Microsoft has agreed a $6.2 billion deal to build sustainable infrastructure in Norway. This agreement aims to allow the company to better serve Europe with scalable AI and cloud services.
According to a blog by Microsoft, it is partnering with data centre company Nscale Global Holdings and Norwegian industrial investment company Aker ASA to build the AI infrastructure in Narvik, which is a town above the Arctic Circle.
It noted Narvik has abundant hydropower, low electricity demand, cool climate, and existing industrial infrastructure, “which together enable affordable and sustainable large-scale data centre operations”.
The companies signed a five-year agreement to roll out advanced AI infrastructure powered entirely by renewable energy, with service delivery starting in 2026.
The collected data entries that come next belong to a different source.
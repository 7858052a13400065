use axum::body::Body;
use axum::http::{header, Request, StatusCode};
use axum::Router;
use rust_decimal_macros::dec;
use serde_json::{json, Value};
use tower::ServiceExt;

use super::common::*;
use crate::ledger::domain::PaymentType;
use crate::ledger::router::ledger_router;

fn router(fx: &Fixture) -> Router {
    ledger_router(fx.ledger.clone())
}

fn post_json(uri: &str, body: Value) -> Request<Body> {
    Request::post(uri)
        .header(header::CONTENT_TYPE, "application/json")
        .body(Body::from(body.to_string()))
        .unwrap()
}

fn get(uri: &str) -> Request<Body> {
    Request::get(uri).body(Body::empty()).unwrap()
}

#[tokio::test]
async fn provider_account_and_unit_can_be_created_over_http() {
    let fx = fixture();

    let response = router(&fx)
        .oneshot(post_json(
            "/api/v1/floor-plans/providers",
            json!({
                "name": "Northpoint Commercial",
                "default_interest_rate": 8,
                "default_curtailment_days": 30,
                "default_curtailment_percent": 10
            }),
        ))
        .await
        .unwrap();
    assert_eq!(response.status(), StatusCode::CREATED);
    let provider = json_body(response).await;

    let response = router(&fx)
        .oneshot(post_json(
            "/api/v1/floor-plans/accounts",
            json!({
                "dealer_id": "dealer-1",
                "provider_id": provider["id"],
                "credit_limit": 100000,
                "open_date": "2025-01-01"
            }),
        ))
        .await
        .unwrap();
    assert_eq!(response.status(), StatusCode::CREATED);
    let account = json_body(response).await;
    assert_eq!(account["curtailment_days"], 30);
    assert_eq!(account["status"], "active");

    let response = router(&fx)
        .oneshot(post_json(
            "/api/v1/floor-plans/units",
            json!({
                "listing_id": "vin-1001",
                "account_id": account["id"],
                "floor_amount": 50000,
                "floor_date": "2025-01-01"
            }),
        ))
        .await
        .unwrap();
    assert_eq!(response.status(), StatusCode::CREATED);
    let unit = json_body(response).await;
    assert_eq!(unit["next_curtailment_date"], "2025-01-31");
    assert_eq!(unit["days_floored"], 59);
    assert_eq!(unit["curtailment_status"], "past_due");

    let uri = format!(
        "/api/v1/floor-plans/accounts/{}",
        account["id"].as_str().unwrap()
    );
    let fetched = json_body(router(&fx).oneshot(get(&uri)).await.unwrap()).await;
    assert_eq!(fetched["available_credit"], 50000.0);
    assert_eq!(fetched["credit_limit"], 100000.0);
    assert_eq!(fetched["provider_name"], "Northpoint Commercial");
    assert!(fetched.get("account").is_none());

    let listed = json_body(
        router(&fx)
            .oneshot(get("/api/v1/floor-plans/accounts?dealer_id=dealer-1"))
            .await
            .unwrap(),
    )
    .await;
    assert_eq!(listed[0]["id"], account["id"]);
    assert_eq!(listed[0]["available_credit"], 50000.0);
    assert_eq!(listed[0]["provider_name"], "Northpoint Commercial");
}

#[tokio::test]
async fn flooring_past_the_limit_is_a_conflict() {
    let fx = fixture();
    let account = fx.account(dec!(10000));

    let response = router(&fx)
        .oneshot(post_json(
            "/api/v1/floor-plans/units",
            json!({
                "listing_id": "vin-1001",
                "account_id": account.id,
                "floor_amount": 25000,
                "floor_date": "2025-01-01"
            }),
        ))
        .await
        .unwrap();

    assert_eq!(response.status(), StatusCode::CONFLICT);
    let body = json_body(response).await;
    assert!(body["error"].as_str().unwrap().contains("credit"));
}

#[tokio::test]
async fn unknown_unit_is_not_found() {
    let fx = fixture();

    let response = router(&fx)
        .oneshot(get(
            "/api/v1/floor-plans/units/7d0e8a4f-54a4-4bd2-9f57-1c2b0d6f7a11",
        ))
        .await
        .unwrap();

    assert_eq!(response.status(), StatusCode::NOT_FOUND);
}

#[tokio::test]
async fn payments_are_recorded_and_exported_as_csv() {
    let fx = fixture();
    let account = fx.account(dec!(100000));
    let unit = fx
        .floor(&account, "vin-1001", dec!(50000), date(2025, 1, 1))
        .expect("unit");
    let payments_uri = format!("/api/v1/floor-plans/units/{}/payments", unit.id);

    let response = router(&fx)
        .oneshot(post_json(
            &payments_uri,
            json!({
                "payment_type": "curtailment",
                "amount": 5000,
                "payment_date": "2025-01-31",
                "reference": "CHK-1042"
            }),
        ))
        .await
        .unwrap();
    assert_eq!(response.status(), StatusCode::CREATED);
    let receipt = json_body(response).await;
    assert_eq!(receipt["payment"]["balance_after"], 45000.0);
    assert_eq!(receipt["unit"]["curtailments_paid"], 1);

    fx.pay(unit.id, PaymentType::Interest, dec!(328.77), date(2025, 2, 1))
        .expect("interest");

    let response = router(&fx)
        .oneshot(get(&format!("{payments_uri}?format=csv")))
        .await
        .unwrap();
    assert_eq!(response.status(), StatusCode::OK);
    assert_eq!(
        response.headers()[header::CONTENT_TYPE],
        "text/csv; charset=utf-8"
    );
    let bytes = axum::body::to_bytes(response.into_body(), usize::MAX)
        .await
        .unwrap();
    let text = String::from_utf8(bytes.to_vec()).unwrap();
    let lines: Vec<&str> = text.lines().collect();
    assert_eq!(lines.len(), 3);
    assert!(lines[0].starts_with("payment_id,unit_id,payment_type"));
    assert!(lines[1].contains(",curtailment,2025-01-31,5000.00,45000.00,CHK-1042,"));
    assert!(lines[2].contains(",interest,2025-02-01,328.77,45000.00,,"));
}

#[tokio::test]
async fn payoff_without_a_body_settles_as_of_today() {
    let fx = fixture();
    let account = fx.account(dec!(100000));
    let unit = fx
        .floor(&account, "vin-1001", dec!(50000), date(2025, 1, 1))
        .expect("unit");

    let response = router(&fx)
        .oneshot(
            Request::post(format!("/api/v1/floor-plans/units/{}/payoff", unit.id))
                .body(Body::empty())
                .unwrap(),
        )
        .await
        .unwrap();

    assert_eq!(response.status(), StatusCode::CREATED);
    let receipt = json_body(response).await;
    assert_eq!(receipt["unit"]["status"], "paid_off");
    assert_eq!(receipt["payment"]["payment_date"], "2025-03-01");
    assert_eq!(fx.available_credit(&account), dec!(100000));
}

#[tokio::test]
async fn invalid_payment_is_a_bad_request() {
    let fx = fixture();
    let account = fx.account(dec!(100000));
    let unit = fx
        .floor(&account, "vin-1001", dec!(50000), date(2025, 1, 1))
        .expect("unit");

    let response = router(&fx)
        .oneshot(post_json(
            &format!("/api/v1/floor-plans/units/{}/payments", unit.id),
            json!({
                "payment_type": "interest",
                "amount": 0,
                "payment_date": "2025-01-31"
            }),
        ))
        .await
        .unwrap();

    assert_eq!(response.status(), StatusCode::BAD_REQUEST);
}
use crate::cli::ServeArgs;
use crate::infra::{AppState, FloorPlanEngine};
use crate::routes::with_floor_plan_routes;
use axum::Extension;
use axum_prometheus::PrometheusMetricLayer;
use floorplan::alerts::{
    spawn_alert_schedule, AlertSchedule, LogNotifier, NotificationDispatcher, TriggerSettings,
};
use floorplan::clock::SystemClock;
use floorplan::config::AppConfig;
use floorplan::error::AppError;
use floorplan::telemetry;
use std::sync::atomic::Ordering;
use std::sync::Arc;
use tracing::{info, warn};

pub(crate) async fn run(mut args: ServeArgs) -> Result<(), AppError> {
    let mut config = AppConfig::load()?;

    if let Some(host) = args.host.take() {
        config.server.host = host;
    }
    if let Some(port) = args.port.take() {
        config.server.port = port;
    }

    telemetry::init(&config.telemetry)?;

    let (prometheus_layer, prometheus_handle) = PrometheusMetricLayer::pair();
    let readiness_flag = Arc::new(std::sync::atomic::AtomicBool::new(false));
    let app_state = AppState {
        readiness: readiness_flag.clone(),
        metrics: Arc::new(prometheus_handle),
    };

    let engine = FloorPlanEngine::in_memory(Arc::new(SystemClock));
    let dispatcher = NotificationDispatcher::spawn(Arc::new(LogNotifier));
    let generator = engine.generator.clone().with_dispatcher(dispatcher);

    let job = &config.alert_job;
    if job.secret.is_none() {
        warn!("ALERT_JOB_SECRET is not set; the manual alert trigger will reject every call");
    }
    let schedule = job.enabled.then(|| {
        spawn_alert_schedule(
            generator.clone(),
            AlertSchedule {
                interval: job.interval,
                accrue_interest: job.accrue_interest,
            },
        )
    });

    let trigger = TriggerSettings {
        secret: job.secret.clone(),
        accrue_interest: job.accrue_interest,
    };
    let app = with_floor_plan_routes(&engine, generator, trigger)
        .layer(Extension(app_state))
        .layer(prometheus_layer);

    let addr = config.server.socket_addr()?;
    let listener = tokio::net::TcpListener::bind(addr).await?;
    readiness_flag.store(true, Ordering::Release);

    info!(
        ?config.environment,
        %addr,
        alert_job_enabled = job.enabled,
        "floor plan service ready"
    );

    let served = axum::serve(listener, app).await;
    if let Some(handle) = schedule {
        handle.abort();
    }
    served?;
    Ok(())
}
Josh Payne, founder and CEO of Nscale stated the site will deliver one of the largest GPU deployments in the world and “confirms Narvik’s role as a strategic hub for AI in Europe”.
Earlier this week, Microsoft announced a partnership with Nscale and Nvidia to build a supercomputer in London using more than 23,000 GPUs.
Last week, Microsoft struck a deal with Nebius Group worth around $20 billion to provide dedicated GPU infrastructure capacity to the tech giant from a new data centre in Vineland, New Jersey.